Friday, September 19, 2008

REACHING FOR THE STAR LIKES


European scientists and engineers are working on a potential new mission to bring back material from an asteroid. This, according to reports on the radio, is going to cost about E300 million.

Some years ago, back before I was expelled from the Liberal Democrats for having ideas, they put out a general call to members for some innovative idea to discuss at conference. I put in a motion for debate calling for Scotland to put up a £20 million prize for a probe to soft land on an asteroid (but not to return which partly explains the lower cost). The party's response was, I was told with perhaps some exaggeration, that the high heid yins of the LibDems rolled around the floor laughing at the impossibility. But then this was 2002 back before anybody as respectable as ESA was planning anything similar.

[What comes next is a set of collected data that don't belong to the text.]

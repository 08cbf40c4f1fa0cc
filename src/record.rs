//! Core data types: stored records, search results, and database statistics.

use serde::{Deserialize, Serialize};

/// A single stored vector, keyed by a caller-chosen id.
///
/// `id` is opaque and unique within a database; it is never reused after a
/// `remove` within the same lifetime unless the caller explicitly
/// re-inserts it (insert and remove are independent operations — the
/// system does not track "history" for an id).
#[derive(Debug, Clone, PartialEq, Serialize, Deserialize)]
pub struct VectorRecord {
    /// Caller-chosen unique identifier.
    pub id: u64,
    /// The embedding itself. Length must equal the database's configured
    /// dimension.
    pub vector: Vec<f32>,
    /// Opaque metadata bytes. No JSON parsing happens inside the crate;
    /// callers own the encoding.
    pub metadata: Option<Vec<u8>>,
}

impl VectorRecord {
    /// Creates a record with no metadata.
    #[must_use]
    pub fn new(id: u64, vector: Vec<f32>) -> Self {
        Self { id, vector, metadata: None }
    }

    /// Creates a record carrying opaque metadata bytes.
    #[must_use]
    pub fn with_metadata(id: u64, vector: Vec<f32>, metadata: Vec<u8>) -> Self {
        Self { id, vector, metadata: Some(metadata) }
    }

    /// The record's vector length.
    #[must_use]
    pub fn dimension(&self) -> usize {
        self.vector.len()
    }
}

/// One entry in a [`SearchResult`].
#[derive(Debug, Clone, Copy, PartialEq, Serialize, Deserialize)]
pub struct SearchResultItem {
    /// Id of the matching record.
    pub id: u64,
    /// Distance under the query's metric. Lower is always more similar,
    /// for every metric (see [`crate::distance`]).
    pub distance: f32,
}

/// The outcome of a `search` call.
#[derive(Debug, Clone, Default, Serialize, Deserialize)]
pub struct SearchResult {
    /// Matches, sorted ascending by distance, `items.len() <= k` and
    /// containing no duplicate ids.
    pub items: Vec<SearchResultItem>,
    /// Number of vectors actually scored — not the dataset size, not
    /// `items.len()`.
    pub total_candidates: u64,
    /// Wall-clock time spent inside the query, in milliseconds.
    pub query_time_ms: f64,
}

impl SearchResult {
    /// An empty result with no candidates scored and no time recorded.
    ///
    /// Returned by `search` on a dimension mismatch (a value type, not an
    /// error — see [`crate::error`]).
    #[must_use]
    pub fn empty() -> Self {
        Self::default()
    }
}

/// Point-in-time counters and sizing information for a [`crate::Database`].
#[derive(Debug, Clone, Copy, Default, Serialize, Deserialize)]
pub struct DatabaseStats {
    /// Number of distinct ids currently stored.
    pub vector_count: usize,
    /// Configured vector dimension.
    pub dimension: usize,
    /// Estimated total memory footprint in bytes (record store + index).
    pub memory_usage_bytes: usize,
    /// Estimated memory footprint of the index alone, in bytes.
    pub index_memory_bytes: usize,
    /// Mean `search` latency in milliseconds across all queries so far.
    pub avg_query_time_ms: f64,
    /// Total `search` calls served, ever.
    pub total_queries: u64,
    /// Total successful inserts, ever. Monotonic — never decremented by
    /// `remove`.
    pub total_inserts: u64,
}
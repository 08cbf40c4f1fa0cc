//! # Lynx
//!
//! In-process approximate nearest neighbor vector database library.
//!
//! Lynx embeds directly into a host process: no server, no network
//! protocol, a single [`Database`] handle shared behind an `Arc` across
//! threads. Three index algorithms are available per database ([`IndexType`]):
//! exact [`index::flat::FlatIndex`] brute-force search, graph-based
//! [`index::hnsw::HnswIndex`] approximate search, and clustered
//! [`index::ivf::IvfIndex`] approximate search.
//!
//! ## Quick start
//!
//! ```
//! use lynx::{Config, Database, DistanceMetric, SearchParams, VectorRecord};
//!
//! let config = Config::builder(4).distance_metric(DistanceMetric::L2).build();
//! let db = Database::create(config).unwrap();
//!
//! db.insert(VectorRecord::new(1, vec![0.0, 0.0, 0.0, 0.0])).unwrap();
//! db.insert(VectorRecord::new(2, vec![1.0, 0.0, 0.0, 0.0])).unwrap();
//!
//! let result = db.search(&[0.1, 0.0, 0.0, 0.0], 1, &SearchParams::none());
//! assert_eq!(result.items[0].id, 1);
//! ```

#![warn(missing_docs)]
#![warn(clippy::all)]
#![warn(clippy::pedantic)]
#![allow(clippy::module_name_repetitions)]

mod codec;
pub mod config;
pub mod database;
pub mod distance;
pub mod error;
pub mod index;
pub mod kmeans;
mod rng;
pub mod record;
pub mod write_log;

pub use config::{index_type_string, Config, ConfigBuilder, ConfigError, HnswConfig, IndexType, IvfConfig, SearchParams};
pub use database::{Database, RecordsIter, VectorDatabase};
pub use distance::{
    calculate_distance, distance_cosine, distance_dot_product, distance_l2, distance_l2_squared,
    distance_metric_string, DistanceMetric,
};
pub use error::{error_string, Error, Result};
pub use index::{IndexImpl, VectorIndex};
pub use record::{DatabaseStats, SearchResult, SearchResultItem, VectorRecord};
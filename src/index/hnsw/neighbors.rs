//! Heuristic neighbor selection and bidirectional edge maintenance
//! (spec.md §4.5 "Heuristic neighbor selection").

use super::{HnswInner, NodeId};
use crate::distance::DistanceMetric;

/// Selects up to `cap` neighbors from `candidates` (already sorted
/// ascending by distance to `query`, as produced by `search_layer`).
///
/// A candidate `c` is admitted only if it is closer to `query` than to
/// every neighbor already selected — this prunes neighbors that are
/// "redundant" given an already-chosen closer one, trading a few
/// exact-rank positions for a graph that stays navigable as it grows.
pub(super) fn select_neighbors(
    inner: &HnswInner,
    query: &[f32],
    candidates: &[NodeId],
    cap: usize,
    metric: DistanceMetric,
) -> Vec<NodeId> {
    let mut selected: Vec<NodeId> = Vec::with_capacity(cap.min(candidates.len()));
    for &candidate in candidates {
        if selected.len() >= cap {
            break;
        }
        let Some(candidate_node) = inner.nodes[candidate].as_ref() else { continue };
        let distance_to_query = metric.calculate(query, &candidate_node.vector);

        let mut admit = true;
        for &already in &selected {
            let Some(already_node) = inner.nodes[already].as_ref() else { continue };
            let distance_to_already = metric.calculate(&candidate_node.vector, &already_node.vector);
            if distance_to_already < distance_to_query {
                admit = false;
                break;
            }
        }
        if admit {
            selected.push(candidate);
        }
    }
    selected
}

/// Adds a bidirectional edge between `a` and `b` at layer `lc`, then
/// shrinks either endpoint's neighbor list back to `cap` if the new edge
/// pushed it over the degree cap.
pub(super) fn add_bidirectional_connection(
    inner: &mut HnswInner,
    a: NodeId,
    b: NodeId,
    lc: usize,
    cap: usize,
    metric: DistanceMetric,
) {
    if let Some(node) = inner.nodes[a].as_mut() {
        if lc < node.neighbors.len() && !node.neighbors[lc].contains(&b) {
            node.neighbors[lc].push(b);
        }
    }
    if let Some(node) = inner.nodes[b].as_mut() {
        if lc < node.neighbors.len() && !node.neighbors[lc].contains(&a) {
            node.neighbors[lc].push(a);
        }
    }
    shrink_if_over_cap(inner, a, lc, cap, metric);
    shrink_if_over_cap(inner, b, lc, cap, metric);
}

/// Re-runs the heuristic over `node`'s current neighbor set at layer
/// `lc` and truncates to `cap` if it exceeds the cap.
fn shrink_if_over_cap(inner: &mut HnswInner, node: NodeId, lc: usize, cap: usize, metric: DistanceMetric) {
    let Some(n) = inner.nodes[node].as_ref() else { return };
    if lc >= n.neighbors.len() || n.neighbors[lc].len() <= cap {
        return;
    }
    let vector = n.vector.clone();
    let mut candidates = n.neighbors[lc].clone();
    candidates.sort_by(|&x, &y| {
        let dx = inner.nodes[x].as_ref().map_or(f32::MAX, |nx| metric.calculate(&vector, &nx.vector));
        let dy = inner.nodes[y].as_ref().map_or(f32::MAX, |ny| metric.calculate(&vector, &ny.vector));
        dx.total_cmp(&dy)
    });
    let shrunk = select_neighbors(inner, &vector, &candidates, cap, metric);
    if let Some(n) = inner.nodes[node].as_mut() {
        n.neighbors[lc] = shrunk;
    }
}

#[cfg(test)]
mod tests {
    use super::*;
    use crate::index::hnsw::HnswIndex;

    fn graph_with_nodes(vectors: &[[f32; 2]]) -> HnswIndex {
        let index = HnswIndex::new(2, DistanceMetric::L2, crate::config::HnswConfig {
            m: 4,
            ef_construction: 16,
            ef_search: 16,
            max_elements: 100,
            random_seed: Some(3),
        });
        for (i, v) in vectors.iter().enumerate() {
            index.add(i as u64, v).unwrap();
        }
        index
    }

    #[test]
    fn select_neighbors_respects_cap() {
        let index = graph_with_nodes(&[[0.0, 0.0], [1.0, 0.0], [2.0, 0.0], [3.0, 0.0], [4.0, 0.0]]);
        let inner = index.inner.read();
        let candidates: Vec<NodeId> = (0..5).collect();
        let selected = select_neighbors(&inner, &[0.0, 0.0], &candidates, 2, DistanceMetric::L2);
        assert!(selected.len() <= 2);
    }

    #[test]
    fn bidirectional_connection_is_visible_from_both_sides() {
        let index = graph_with_nodes(&[[0.0, 0.0], [1.0, 0.0]]);
        let mut inner = index.inner.write();
        add_bidirectional_connection(&mut inner, 0, 1, 0, 4, DistanceMetric::L2);
        assert!(inner.nodes[0].as_ref().unwrap().neighbors[0].contains(&1));
        assert!(inner.nodes[1].as_ref().unwrap().neighbors[0].contains(&0));
    }
}
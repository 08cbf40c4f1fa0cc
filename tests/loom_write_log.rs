//! Loom concurrency model-check for the write-log enable/append handoff
//! (spec.md §4.7, `src/write_log.rs`).
//!
//! These tests use the Loom library to exhaustively explore thread
//! interleavings rather than relying on luck to hit a race. Loom requires
//! its own synchronization primitives, so this models a simplified stand-in
//! for `WriteLog` (the `enabled` flag plus an append path) rather than
//! importing the real type directly.
//!
//! # Running
//!
//! ```bash
//! cargo +nightly test --features loom --test loom_write_log
//! ```

#![cfg(all(loom, feature = "loom"))]

use loom::sync::atomic::{AtomicBool, Ordering};
use loom::sync::Mutex;
use loom::thread;
use std::sync::Arc;

/// Simplified write log for loom testing: an acquire/release `enabled`
/// flag guarding an append-only entry vector, mirroring
/// `WriteLog::{enable,is_enabled,append}`.
struct LoomWriteLog {
    enabled: AtomicBool,
    entries: Mutex<Vec<u64>>,
}

impl LoomWriteLog {
    fn new() -> Self {
        Self { enabled: AtomicBool::new(false), entries: Mutex::new(Vec::new()) }
    }

    fn enable(&self) {
        self.enabled.store(true, Ordering::Release);
    }

    fn is_enabled(&self) -> bool {
        self.enabled.load(Ordering::Acquire)
    }

    fn append(&self, id: u64) {
        self.entries.lock().unwrap().push(id);
    }
}

/// A writer that observes `is_enabled() == true` must have its append land
/// in the log before a subsequent drain — the acquire load must not be
/// reordered ahead of the maintenance thread's release store that enabled
/// logging in the first place.
#[test]
fn enable_happens_before_observed_append_is_visible() {
    loom::model(|| {
        let log = Arc::new(LoomWriteLog::new());

        let maintenance = {
            let log = Arc::clone(&log);
            thread::spawn(move || {
                log.enable();
            })
        };

        let writer = {
            let log = Arc::clone(&log);
            thread::spawn(move || {
                if log.is_enabled() {
                    log.append(1);
                }
            })
        };

        maintenance.join().unwrap();
        writer.join().unwrap();

        // Whatever interleaving loom chose, the entry count is either 0
        // (writer ran before enable became visible) or 1 (it appended) —
        // never a torn or duplicated write.
        let len = log.entries.lock().unwrap().len();
        assert!(len == 0 || len == 1);
    });
}

/// Two concurrent writers appending under an already-enabled log never
/// lose an entry to the shared `Mutex`, regardless of interleaving.
#[test]
fn concurrent_appends_under_enabled_log_are_not_lost() {
    loom::model(|| {
        let log = Arc::new(LoomWriteLog::new());
        log.enable();

        let a = {
            let log = Arc::clone(&log);
            thread::spawn(move || log.append(1))
        };
        let b = {
            let log = Arc::clone(&log);
            thread::spawn(move || log.append(2))
        };

        a.join().unwrap();
        b.join().unwrap();

        assert_eq!(log.entries.lock().unwrap().len(), 2);
    });
}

The £20 million I proposed is a lot less than ESA's £300 million but my proposal was just for a probe to go there which is a lot cheaper than making something big enough & complicated enough to bring something back. Also it wasn't being run by ESA which, on half NASA's budget, has yet to put a human into space.

Compare this with the Google Lunar X-Prize which has put up 20 million dollars for an independent probe which will take a vehicle to the Moon which can move around there & do serious scientific work. 12 teams have put in for this.

Looking at it that way I am convinced that there is much more chance of my proposal working than of ESA's doing so, within budget. A Scottish prize would, still, be a major spur to high technology in Scotland, at a price, if it worked, less than the amount paid by many quangos for consultant's reports & if it didn't for no cost at all, that being the nature of prizes.

Below is the wording of my proposed conference motion to demonstrate how forward looking post devolution Scotland & the LibDems could be. At the very least I have no doubt it would have attracted some press coverage & as can presently be seen, establish both country & party as being ahead of the curve. Oh well. The downside of offering prizes is, of course, that you don't have to pay out which is not very far down. You can see the argument in full on this link.

Conference calls on the Scottish Parliament to offer a prize of 20 million pounds to the first Scottish group to soft land a vehicle on an asteroid beyond the orbit of Mars by 2050


Comments: Post a Comment

<< Home

This page is powered by Blogger. Isn't yours?

British Blogs.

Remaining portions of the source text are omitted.